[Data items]
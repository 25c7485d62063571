use chrono::{Datelike, NaiveDate};
use serde::{Deserialize, Serialize};

use crate::domain::transaction::Transaction;
use crate::errors::LedgerError;

pub const DATE_FORMAT: &str = "%Y-%m-%d";

/// Start of the ledger history used by cumulative statements.
pub fn default_inception() -> NaiveDate {
    NaiveDate::from_ymd_opt(2000, 1, 1).unwrap_or(NaiveDate::MIN)
}

pub fn parse_date(raw: &str) -> Result<NaiveDate, LedgerError> {
    NaiveDate::parse_from_str(raw.trim(), DATE_FORMAT)
        .map_err(|_| LedgerError::InvalidDate(raw.to_string()))
}

/// Inclusive date range; an inverted range contains nothing.
#[derive(Debug, Clone, Copy, Serialize, Deserialize, PartialEq, Eq)]
pub struct DateRange {
    pub start: NaiveDate,
    pub end: NaiveDate,
}

impl DateRange {
    pub fn new(start: NaiveDate, end: NaiveDate) -> Self {
        Self { start, end }
    }

    pub fn parse(start: &str, end: &str) -> Result<Self, LedgerError> {
        Ok(Self::new(parse_date(start)?, parse_date(end)?))
    }

    /// Cumulative range from `inception` through `end`.
    pub fn since(inception: NaiveDate, end: NaiveDate) -> Self {
        Self::new(inception, end)
    }

    pub fn single_day(date: NaiveDate) -> Self {
        Self::new(date, date)
    }

    /// January 1st of `today`'s year through `today`.
    pub fn year_to_date(today: NaiveDate) -> Self {
        let start = NaiveDate::from_ymd_opt(today.year(), 1, 1).unwrap_or(today);
        Self::new(start, today)
    }

    pub fn contains(&self, date: NaiveDate) -> bool {
        date >= self.start && date <= self.end
    }

    pub fn is_empty(&self) -> bool {
        self.end < self.start
    }
}

/// Accounting basis a balance is computed on.
///
/// `Accrual` counts every posted entry, including the fee-due vouchers that
/// recognise a receivable. `Cash` drops those vouchers entirely so that only
/// collections and actual spending remain.
#[derive(Debug, Clone, Copy, Serialize, Deserialize, PartialEq, Eq, Hash, Default)]
pub enum RecognitionBasis {
    #[default]
    Accrual,
    Cash,
}

impl RecognitionBasis {
    pub fn admits(self, txn: &Transaction) -> bool {
        match self {
            RecognitionBasis::Accrual => true,
            RecognitionBasis::Cash => !txn.kind.is_liability_recognition(),
        }
    }
}
//! Command-line front end: loads a host snapshot and prints statements.

pub mod output;

use std::path::PathBuf;

use chrono::{Local, NaiveDate};
use clap::{Args, Parser, Subcommand};
use thiserror::Error;

use crate::config::{ConfigManager, ReportConfig};
use crate::core::services::{NotificationService, ReportRequest, ReportService, ServiceError};
use crate::domain::{period::parse_date, NamedEntity};
use crate::errors::LedgerError;
use crate::notify::{templates::find_template, DefaulterFilter, SimulatedGateway};
use crate::render::StatementRenderer;
use crate::reports::{ReportKind, ReportPeriod, SummaryFilter};
use crate::storage::{load_snapshot_from_path, snapshot_warnings, LedgerSnapshot};

/// User-facing CLI error wrapper.
#[derive(Error, Debug)]
pub enum CliError {
    #[error(transparent)]
    Ledger(#[from] LedgerError),
    #[error(transparent)]
    Service(#[from] ServiceError),
    #[error("Invalid input: {0}")]
    Input(String),
}

#[derive(Parser, Debug)]
#[command(name = "ledger_reports_cli")]
#[command(about = "Financial statements and fee-defaulter notifications from a ledger snapshot")]
pub struct Cli {
    /// JSON snapshot with accounts, transactions, students and master data.
    #[arg(long, env = "LEDGER_REPORTS_SNAPSHOT")]
    snapshot: PathBuf,

    /// Configuration file (defaults to the managed location).
    #[arg(long, env = "LEDGER_REPORTS_CONFIG")]
    config: Option<PathBuf>,

    /// Print the report structure as JSON instead of a table.
    #[arg(long, global = true)]
    json: bool,

    #[command(subcommand)]
    command: Command,
}

#[derive(Subcommand, Debug)]
enum Command {
    /// Cumulative debit/credit position of every leaf account.
    TrialBalance(AsOfArgs),
    /// Cash-basis revenue against expenditure for a period.
    IncomeStatement(PeriodArgs),
    /// Assets, liabilities and the current surplus as at a date.
    BalanceSheet(AsOfArgs),
    /// Posted vouchers for a period, without fee-due entries.
    Summary(SummaryArgs),
    /// Movements and running balance of one account.
    GeneralLedger(GeneralLedgerArgs),
    /// Students with an outstanding balance.
    Defaulters(FilterArgs),
    /// Send a (simulated) SMS to every matching defaulter.
    Notify(NotifyArgs),
    /// Report integrity warnings for the snapshot.
    Check,
}

#[derive(Args, Debug)]
struct AsOfArgs {
    /// Statement date (YYYY-MM-DD), defaults to today.
    #[arg(long, value_parser = date_arg)]
    to: Option<NaiveDate>,
}

#[derive(Args, Debug)]
struct PeriodArgs {
    /// First day of the period, defaults to January 1st of this year.
    #[arg(long, value_parser = date_arg)]
    from: Option<NaiveDate>,
    /// Last day of the period, defaults to today.
    #[arg(long, value_parser = date_arg)]
    to: Option<NaiveDate>,
}

#[derive(Args, Debug)]
struct SummaryArgs {
    #[command(flatten)]
    period: PeriodArgs,
    /// all, income or expense.
    #[arg(long, default_value = "all")]
    filter: SummaryFilter,
}

#[derive(Args, Debug)]
struct GeneralLedgerArgs {
    #[arg(long)]
    account: String,
    #[command(flatten)]
    period: PeriodArgs,
}

#[derive(Args, Debug)]
struct FilterArgs {
    #[arg(long)]
    campus: Option<String>,
    #[arg(long)]
    program: Option<String>,
    #[arg(long)]
    semester: Option<String>,
}

impl From<&FilterArgs> for DefaulterFilter {
    fn from(args: &FilterArgs) -> Self {
        Self {
            campus: args.campus.clone(),
            program: args.program.clone(),
            semester: args.semester.clone(),
        }
    }
}

#[derive(Args, Debug)]
struct NotifyArgs {
    #[command(flatten)]
    filter: FilterArgs,
    /// Name of a built-in template.
    #[arg(long, conflicts_with = "message")]
    template: Option<String>,
    /// Message text; `[NAME]` and `[BALANCE]` are filled per student.
    #[arg(long)]
    message: Option<String>,
    /// Overrides the configured pause between sends.
    #[arg(long)]
    delay_ms: Option<u64>,
}

fn date_arg(raw: &str) -> Result<NaiveDate, String> {
    parse_date(raw).map_err(|err| err.to_string())
}

fn today() -> NaiveDate {
    Local::now().date_naive()
}

impl PeriodArgs {
    fn resolve(&self) -> ReportPeriod {
        let to = self.to.unwrap_or_else(today);
        let year_start = crate::domain::DateRange::year_to_date(to).start;
        ReportPeriod::new(self.from.unwrap_or(year_start), to)
    }
}

impl AsOfArgs {
    fn resolve(&self) -> ReportPeriod {
        let to = self.to.unwrap_or_else(today);
        ReportPeriod::new(to, to)
    }
}

pub fn run_cli() -> Result<(), CliError> {
    run(Cli::parse())
}

pub fn run(cli: Cli) -> Result<(), CliError> {
    let config = match &cli.config {
        Some(path) => ConfigManager::at_path(path).load()?,
        None => ConfigManager::new().load()?,
    };
    let snapshot = load_snapshot_from_path(&cli.snapshot)?;

    match &cli.command {
        Command::TrialBalance(args) => {
            report(&cli, &config, &snapshot, ReportRequest::new(ReportKind::TrialBalance, args.resolve()))
        }
        Command::IncomeStatement(args) => report(
            &cli,
            &config,
            &snapshot,
            ReportRequest::new(ReportKind::IncomeStatement, args.resolve()),
        ),
        Command::BalanceSheet(args) => {
            report(&cli, &config, &snapshot, ReportRequest::new(ReportKind::BalanceSheet, args.resolve()))
        }
        Command::Summary(args) => report(
            &cli,
            &config,
            &snapshot,
            ReportRequest::new(ReportKind::TransactionSummary, args.period.resolve())
                .with_filter(args.filter),
        ),
        Command::GeneralLedger(args) => report(
            &cli,
            &config,
            &snapshot,
            ReportRequest::new(ReportKind::GeneralLedger, args.period.resolve())
                .for_account(args.account.clone()),
        ),
        Command::Defaulters(args) => list_defaulters(&cli, &config, &snapshot, args),
        Command::Notify(args) => notify(&cli, &config, &snapshot, args),
        Command::Check => check(&snapshot),
    }
}

fn report(
    cli: &Cli,
    config: &ReportConfig,
    snapshot: &LedgerSnapshot,
    request: ReportRequest,
) -> Result<(), CliError> {
    let ledger = snapshot.ledger().with_inception(config.inception_date);
    let report = ReportService::build(&ledger, &request)?;
    if cli.json {
        println!("{}", serde_json::to_string_pretty(&report).map_err(LedgerError::from)?);
    } else {
        println!("{}", StatementRenderer::new(config).render(&report));
    }
    Ok(())
}

fn list_defaulters(
    cli: &Cli,
    config: &ReportConfig,
    snapshot: &LedgerSnapshot,
    args: &FilterArgs,
) -> Result<(), CliError> {
    let filter = DefaulterFilter::from(args);
    let found = NotificationService::defaulters(&snapshot.students, &filter);
    if cli.json {
        println!("{}", serde_json::to_string_pretty(&found).map_err(LedgerError::from)?);
        return Ok(());
    }
    output::section(format!("Defaulters ({})", found.len()));
    for student in found {
        println!(
            "{}  {}  {}  {}",
            student.admission_no,
            student.name(),
            crate::currency::format_currency_value(&config.locale, &config.currency, student.balance),
            student.reachable_number().unwrap_or("-")
        );
    }
    Ok(())
}

fn notify(
    cli: &Cli,
    config: &ReportConfig,
    snapshot: &LedgerSnapshot,
    args: &NotifyArgs,
) -> Result<(), CliError> {
    let body = match (&args.template, &args.message) {
        (Some(name), _) => find_template(name)
            .map(|template| template.text)
            .ok_or_else(|| CliError::Input(format!("unknown template `{name}`")))?,
        (None, Some(message)) => message.clone(),
        (None, None) => return Err(CliError::Input("pass --template or --message".into())),
    };

    let mut config = config.clone();
    if let Some(delay_ms) = args.delay_ms {
        config.sms.dispatch_delay_ms = delay_ms;
    }
    let mut dispatcher = NotificationService::dispatcher(SimulatedGateway::new(), &config);
    let report = NotificationService::notify_defaulters(
        &mut dispatcher,
        &snapshot.students,
        &DefaulterFilter::from(&args.filter),
        &body,
        |progress| tracing::debug!(percent = progress.percent, "dispatch progress"),
    )?;

    if cli.json {
        println!("{}", serde_json::to_string_pretty(&report).map_err(LedgerError::from)?);
    } else {
        println!("{}", StatementRenderer::new(&config).dispatch_report(&report));
        output::success("Bulk SMS finished!");
    }
    Ok(())
}

fn check(snapshot: &LedgerSnapshot) -> Result<(), CliError> {
    let warnings = snapshot_warnings(snapshot);
    if warnings.is_empty() {
        output::success("Snapshot is consistent.");
    } else {
        for warning in &warnings {
            output::warning(warning);
        }
        output::info(format!("{} warning(s)", warnings.len()));
    }
    Ok(())
}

#### [Exercise prompt]
Your answer must consist solely of the lines from the top of the entries above through the line containing "pub fn single_day(date: NaiveDate)", copied exactly, both ends included.

#### [Task solution]
repository 25c7485d62063571
use chrono::{Datelike, NaiveDate};
use serde::{Deserialize, Serialize};

use crate::domain::transaction::Transaction;
use crate::errors::LedgerError;

pub const DATE_FORMAT: &str = "%Y-%m-%d";

/// Start of the ledger history used by cumulative statements.
pub fn default_inception() -> NaiveDate {
    NaiveDate::from_ymd_opt(2000, 1, 1).unwrap_or(NaiveDate::MIN)
}

pub fn parse_date(raw: &str) -> Result<NaiveDate, LedgerError> {
    NaiveDate::parse_from_str(raw.trim(), DATE_FORMAT)
        .map_err(|_| LedgerError::InvalidDate(raw.to_string()))
}

/// Inclusive date range; an inverted range contains nothing.
#[derive(Debug, Clone, Copy, Serialize, Deserialize, PartialEq, Eq)]
pub struct DateRange {
    pub start: NaiveDate,
    pub end: NaiveDate,
}

impl DateRange {
    pub fn new(start: NaiveDate, end: NaiveDate) -> Self {
        Self { start, end }
    }

    pub fn parse(start: &str, end: &str) -> Result<Self, LedgerError> {
        Ok(Self::new(parse_date(start)?, parse_date(end)?))
    }

    /// Cumulative range from `inception` through `end`.
    pub fn since(inception: NaiveDate, end: NaiveDate) -> Self {
        Self::new(inception, end)
    }

    pub fn single_day(date: NaiveDate) -> Self {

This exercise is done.